- _Action item_: Beneath this line is the data. Output exactly the lines from the line with "self.levels.iter().find(|l| l.level == level)" to the line with "Levels are processed", both ends included, and nothing more.

Extracted information Block Start

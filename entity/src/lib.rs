//! SeaORM entities for the constituency database.
//!
//! One module per table. Hierarchy levels reference their immediate parent, association
//! records reference any subset of the hierarchy, and polygon tables hold one GeoJSON
//! feature per row.

pub mod prelude;

pub mod app_user;
pub mod assembly;
pub mod block;
pub mod booth;
pub mod booth_survey;
pub mod booth_volunteer;
pub mod booth_vote;
pub mod candidate;
pub mod district_polygon;
pub mod division;
pub mod government;
pub mod influencer;
pub mod parliament;
pub mod parliament_polygon;
pub mod party;
pub mod potential_candidate;
pub mod state;
pub mod status;
use std::collections::BTreeMap;

use serde::{Deserialize, Serialize};
use utoipa::ToSchema;

use super::Level;

/// One selectable record of a level.
#[derive(Clone, Debug, PartialEq, Eq, Serialize, Deserialize, ToSchema)]
pub struct LevelOption {
    pub id: i32,
    /// Id of the record one level up, `None` for roots and orphans
    pub parent_id: Option<i32>,
    pub name: String,
}

/// Full option list of one level.
///
/// A resolver input is an ordered slice of these; the first entry is the root and its
/// options are never narrowed.
#[derive(Clone, Debug, PartialEq, Eq, Serialize, Deserialize, ToSchema)]
pub struct LevelConfig {
    pub level: Level,
    pub options: Vec<LevelOption>,
}

/// Selected record id per level.
#[derive(Clone, Debug, Default, PartialEq, Eq, Serialize, Deserialize)]
pub struct Selections(BTreeMap<Level, i32>);

impl Selections {
    pub fn new() -> Self {
        Self::default()
    }

    pub fn get(&self, level: Level) -> Option<i32> {
        self.0.get(&level).copied()
    }

    /// Sets or, with `None`, clears the selection of `level`.
    pub fn set(&mut self, level: Level, id: Option<i32>) {
        match id {
            Some(id) => self.0.insert(level, id),
            None => self.0.remove(&level),
        };
    }

    /// Builder-style [`Selections::set`].
    pub fn with(mut self, level: Level, id: Option<i32>) -> Self {
        self.set(level, id);
        self
    }

    pub fn is_empty(&self) -> bool {
        self.0.is_empty()
    }
}

impl FromIterator<(Level, i32)> for Selections {
    fn from_iter<I: IntoIterator<Item = (Level, i32)>>(iter: I) -> Self {
        Self(iter.into_iter().collect())
    }
}

/// Resolved state of one level's selector.
#[derive(Clone, Debug, PartialEq, Eq, Serialize, Deserialize, ToSchema)]
pub struct ResolvedLevel {
    pub level: Level,
    /// Options narrowed to the children of the selection one level up
    pub options: Vec<LevelOption>,
    /// `false` when the level above has no selection
    pub enabled: bool,
    /// Selection after clearing, always one of `options`
    pub selected: Option<i32>,
}

/// Output of [`resolve_children`].
#[derive(Clone, Debug, PartialEq, Eq, Serialize, Deserialize, ToSchema)]
pub struct Resolution {
    pub levels: Vec<ResolvedLevel>,
    /// Levels whose requested selection was dropped, top-down
    pub cleared: Vec<Level>,
}

impl Resolution {
    pub fn level(&self, level: Level) -> Option<&ResolvedLevel> {
        self.levels.iter().find(|l| l.level == level)
    }

    pub fn selected(&self, level: Level) -> Option<i32> {
        self.level(level).and_then(|l| l.selected)
    }

    pub fn options(&self, level: Level) -> &[LevelOption] {
        self.level(level).map(|l| l.options.as_slice()).unwrap_or(&[])
    }

    pub fn is_enabled(&self, level: Level) -> bool {
        self.level(level).is_some_and(|l| l.enabled)
    }

    /// Effective selections, suitable for feeding back into the resolver.
    pub fn selections(&self) -> Selections {
        self.levels
            .iter()
            .filter_map(|l| l.selected.map(|id| (l.level, id)))
            .collect()
    }
}

/// Narrows every level's options to the children of the selection above it.
///
/// Levels are processed top-down in slice order. For each level after the first:
/// - with a selection above, options are exactly those whose `parent_id` equals it;
/// - without one, the level is disabled and has no options.
///
/// A requested selection missing from its level's narrowed options is cleared, which in turn
/// leaves the next level without a parent selection, so clears cascade to every descendant.
/// Records whose stored ancestry is inconsistent are not repaired; they are dropped by the
/// same rule.
pub fn resolve_children(levels: &[LevelConfig], selections: &Selections) -> Resolution {
    let mut resolved = Vec::with_capacity(levels.len());
    let mut cleared = Vec::new();
    let mut parent_selection: Option<i32> = None;

    for (i, config) in levels.iter().enumerate() {
        let (options, enabled) = if i == 0 {
            (config.options.clone(), true)
        } else {
            match parent_selection {
                Some(parent_id) => (
                    config
                        .options
                        .iter()
                        .filter(|o| o.parent_id == Some(parent_id))
                        .cloned()
                        .collect(),
                    true,
                ),
                None => (Vec::new(), false),
            }
        };

        let requested = selections.get(config.level);
        let selected = requested.filter(|id| options.iter().any(|o| o.id == *id));

        if requested.is_some() && selected.is_none() {
            cleared.push(config.level);
        }

        parent_selection = selected;
        resolved.push(ResolvedLevel {
            level: config.level,
            options,
            enabled,
            selected,
        });
    }

    Resolution {
        levels: resolved,
        cleared,
    }
}

/// Stateful cascading selector over a fixed set of option lists.
///
/// Holds the full lists and the current effective selections; every change goes through
/// [`resolve_children`] so stale descendants are dropped immediately.
#[derive(Clone, Debug)]
pub struct Cascade {
    levels: Vec<LevelConfig>,
    selections: Selections,
}

impl Cascade {
    pub fn new(levels: Vec<LevelConfig>) -> Self {
        Self {
            levels,
            selections: Selections::new(),
        }
    }

    /// Starts from existing selections, e.g. a stored record being edited. Inconsistent
    /// values are dropped right away.
    pub fn with_selections(levels: Vec<LevelConfig>, selections: Selections) -> Self {
        let mut cascade = Self::new(levels);
        cascade.selections = resolve_children(&cascade.levels, &selections).selections();
        cascade
    }

    /// Applies a selection change and returns the levels it cleared.
    pub fn select(&mut self, level: Level, id: Option<i32>) -> Vec<Level> {
        let mut requested = self.selections.clone();
        requested.set(level, id);

        let resolution = resolve_children(&self.levels, &requested);
        self.selections = resolution.selections();
        resolution.cleared
    }

    pub fn selections(&self) -> &Selections {
        &self.selections
    }

    pub fn resolution(&self) -> Resolution {
        resolve_children(&self.levels, &self.selections)
    }
}

#[cfg(test)]
mod tests {
    use super::*;

    fn option(id: i32, parent_id: Option<i32>) -> LevelOption {
        LevelOption {
            id,
            parent_id,
            name: format!("Option {}", id),
        }
    }

    /// Two states, each with one division; state 1's division has two parliaments.
    fn levels() -> Vec<LevelConfig> {
        vec![
            LevelConfig {
                level: Level::State,
                options: vec![option(1, None), option(2, None)],
            },
            LevelConfig {
                level: Level::Division,
                options: vec![option(10, Some(1)), option(20, Some(2))],
            },
            LevelConfig {
                level: Level::Parliament,
                options: vec![option(100, Some(10)), option(101, Some(10)), option(200, Some(20))],
            },
        ]
    }

    mod resolve_children {
        use super::*;

        /// Expect root options unfiltered and every lower level disabled without selections
        #[test]
        fn disables_levels_below_empty_selection() {
            let resolution = resolve_children(&levels(), &Selections::new());

            assert_eq!(resolution.options(Level::State).len(), 2);
            assert!(resolution.is_enabled(Level::State));
            assert!(!resolution.is_enabled(Level::Division));
            assert!(resolution.options(Level::Division).is_empty());
            assert!(!resolution.is_enabled(Level::Parliament));
            assert!(resolution.cleared.is_empty());
        }

        /// Expect child options to be exactly the children of the selected parent
        #[test]
        fn narrows_options_to_children() {
            let selections = Selections::new()
                .with(Level::State, Some(1))
                .with(Level::Division, Some(10));
            let resolution = resolve_children(&levels(), &selections);

            let divisions: Vec<i32> = resolution
                .options(Level::Division)
                .iter()
                .map(|o| o.id)
                .collect();
            let parliaments: Vec<i32> = resolution
                .options(Level::Parliament)
                .iter()
                .map(|o| o.id)
                .collect();

            assert_eq!(divisions, vec![10]);
            assert_eq!(parliaments, vec![100, 101]);
            assert!(resolution.is_enabled(Level::Parliament));
        }

        /// Expect an inconsistent child selection to be cleared together with its descendants
        #[test]
        fn clears_inconsistent_selection_and_cascades() {
            let selections = Selections::new()
                .with(Level::State, Some(2))
                .with(Level::Division, Some(10))
                .with(Level::Parliament, Some(100));
            let resolution = resolve_children(&levels(), &selections);

            assert_eq!(resolution.selected(Level::State), Some(2));
            assert_eq!(resolution.selected(Level::Division), None);
            assert_eq!(resolution.selected(Level::Parliament), None);
            assert!(!resolution.is_enabled(Level::Parliament));
            assert_eq!(resolution.cleared, vec![Level::Division, Level::Parliament]);
        }

        /// Expect a root selection that is not an option to be cleared
        #[test]
        fn clears_unknown_root_selection() {
            let selections = Selections::new().with(Level::State, Some(99));
            let resolution = resolve_children(&levels(), &selections);

            assert_eq!(resolution.selected(Level::State), None);
            assert_eq!(resolution.cleared, vec![Level::State]);
        }

        /// Expect orphaned options never to appear under any parent
        #[test]
        fn hides_orphans() {
            let mut levels = levels();
            levels[1].options.push(option(30, None));

            let selections = Selections::new().with(Level::State, Some(1));
            let resolution = resolve_children(&levels, &selections);

            assert!(resolution
                .options(Level::Division)
                .iter()
                .all(|o| o.id != 30));
        }
    }

    mod cascade {
        use super::*;

        /// Expect changing the root to clear stale descendants and report them
        #[test]
        fn reselecting_parent_clears_descendants() {
            let mut cascade = Cascade::new(levels());
            cascade.select(Level::State, Some(1));
            cascade.select(Level::Division, Some(10));
            cascade.select(Level::Parliament, Some(101));

            let cleared = cascade.select(Level::State, Some(2));

            assert_eq!(cleared, vec![Level::Division, Level::Parliament]);
            assert_eq!(cascade.selections().get(Level::State), Some(2));
            assert_eq!(cascade.selections().get(Level::Division), None);
        }

        /// Expect clearing a level to clear everything below it
        #[test]
        fn clearing_level_clears_descendants() {
            let mut cascade = Cascade::new(levels());
            cascade.select(Level::State, Some(1));
            cascade.select(Level::Division, Some(10));

            let cleared = cascade.select(Level::State, None);

            assert_eq!(cleared, vec![Level::Division]);
            assert!(cascade.selections().is_empty());
        }

        /// Expect an inconsistent stored chain to be dropped when editing starts
        #[test]
        fn drops_inconsistent_initial_selections() {
            let stored = Selections::new()
                .with(Level::State, Some(1))
                .with(Level::Division, Some(20));
            let cascade = Cascade::with_selections(levels(), stored);

            assert_eq!(cascade.selections().get(Level::State), Some(1));
            assert_eq!(cascade.selections().get(Level::Division), None);
        }
    }
}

Extracted information Block End

- _Response to this exercise_:
        self.levels.iter().find(|l| l.level == level)
    }

    pub fn selected(&self, level: Level) -> Option<i32> {
        self.level(level).and_then(|l| l.selected)
    }

    pub fn options(&self, level: Level) -> &[LevelOption] {
        self.level(level).map(|l| l.options.as_slice()).unwrap_or(&[])
    }

    pub fn is_enabled(&self, level: Level) -> bool {
        self.level(level).is_some_and(|l| l.enabled)
    }

    /// Effective selections, suitable for feeding back into the resolver.
    pub fn selections(&self) -> Selections {
        self.levels
            .iter()
            .filter_map(|l| l.selected.map(|id| (l.level, id)))
            .collect()
    }
}

/// Narrows every level's options to the children of the selection above it.
///
/// Levels are processed top-down in slice order. For each level after the first:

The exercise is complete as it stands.